In Summary
  • Mr Paul Mwangi said the expectations of a quick roll-out of the initiative were unrealistically high.
  • He added that political exchanges would not derail the initiative.
  • Mr Odinga has met the committee in person, and even called a party parliamentary group session to explain the deal, unlike Mr Kenyatta.

Opposition leader Raila Odinga is revered for timing his messages to good effect. For four months he has kept close to his chest what his handshake with President Uhuru Kenyatta entailed beyond the ambiguous “uniting the county” narrative.

So much so that even a motley of delegations — elders, politicians, Orange Democratic Movement party front-runners, et al — that he has met to explain the surprise March 9 truce have all left with no clarity on what it was all about.

On Tuesday, however, Mr Odinga appeared to drop his guard, first elaborating what motivated the meeting and, second, what is expected out of the handshake with regard to constitutional reforms.


The latter begged for answers as it came after President Uhuru Kenyatta had declared, during former politician Kenneth Matiba’s funeral that focusing on constitutional reforms would distract him from his legacy projects.

What has changed for Mr Odinga to drop his guard on a matter he and the President appeared to have sworn to keep everyone guessing?

Some have looked for answers from the occasion — the opening of lawyer Makau Mutua’s boutique hotel in Kitui, and the company — his running mate in the last two elections, Mr Kalonzo Musyoka, and Kitui Governor Charity Ngilu, a key supporter of the limping National Super Alliance.

The first explanation appeared meant to mend fences with Mr Musyoka, who has, since the January 30 mock swearing-in of Mr Odinga as “the people’s president”, been looking for a political vehicle having misgivings that he has repeatedly been taken for granted in Nasa.


The issues that need constitutional amendments had been identified in the nine-point memorandum of understanding he entered with President Kenyatta, but Kenyans will have a chance to give views on how the process will be conducted, he said.

This second explanation appeared meant for his general support, which has been complaining that Mr Odinga betrayed them by entering the truce, thus abandoning the quest for “Canaan”, a euphemism for a new Kenya where democracy, the rule of law, equity and popular would yield prosperity for all.

Mr Odinga said the nine-point agenda being implemented by a 14-member team would culminate in the 2010 Constitution being opened up for scrutiny.


“We have agreed with President Kenyatta that if we manage to accomplish correcting these constitutional gaps, we’ll have transformed Kenya into a better country for future generations,” said Mr Odinga.

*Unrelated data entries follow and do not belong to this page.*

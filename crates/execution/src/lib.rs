//! Kestrel Execution
//!
//! Owns the lifecycle of a single order submission:
//!
//! ```text
//! PendingSubmit ──► Submitted ──► PartiallyFilled ──► Filled
//!                      │                │
//!                      ├──► Rejected    ├──► Cancelled
//!                      └──► Cancelled   │
//!                                       └──► (market fallback, once)
//! ```
//!
//! - Submission retries use exponential backoff with jitter, bounded by an
//!   attempt budget; exhaustion surfaces as `retry_exhausted`, never limbo.
//! - Every submission carries a client-assigned idempotent key. After an
//!   ambiguous failure the executor queries order status on that key before
//!   assuming anything, so a retry can never duplicate a live order.
//! - Unfilled limit orders fall back to a market order exactly once after
//!   the fill window expires, then give up.
//! - Cancellation is cooperative: in-flight exchange calls are awaited and
//!   their result applied before the cancel completes.

pub mod backoff;
pub mod machine;
pub mod order;
pub mod reconcile;

// Re-export main types
pub use backoff::{Backoff, BackoffConfig};
pub use machine::{EntryResult, ExecutorConfig, OrderExecutor};
pub use order::{Order, OrderState};
pub use reconcile::apply_report;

The team, he added, would go around the country seeking public views on the structure of government, electoral reforms and negative ethnicity.

“You’ll be asked how you want to be governed and how we can improve devolution and dis-tribute wealth in this country. You’ll also give views on whether you want the Executive structure the way it is, or whether we should adopt a parliamentary system of government, or go for a hybrid one,” he said.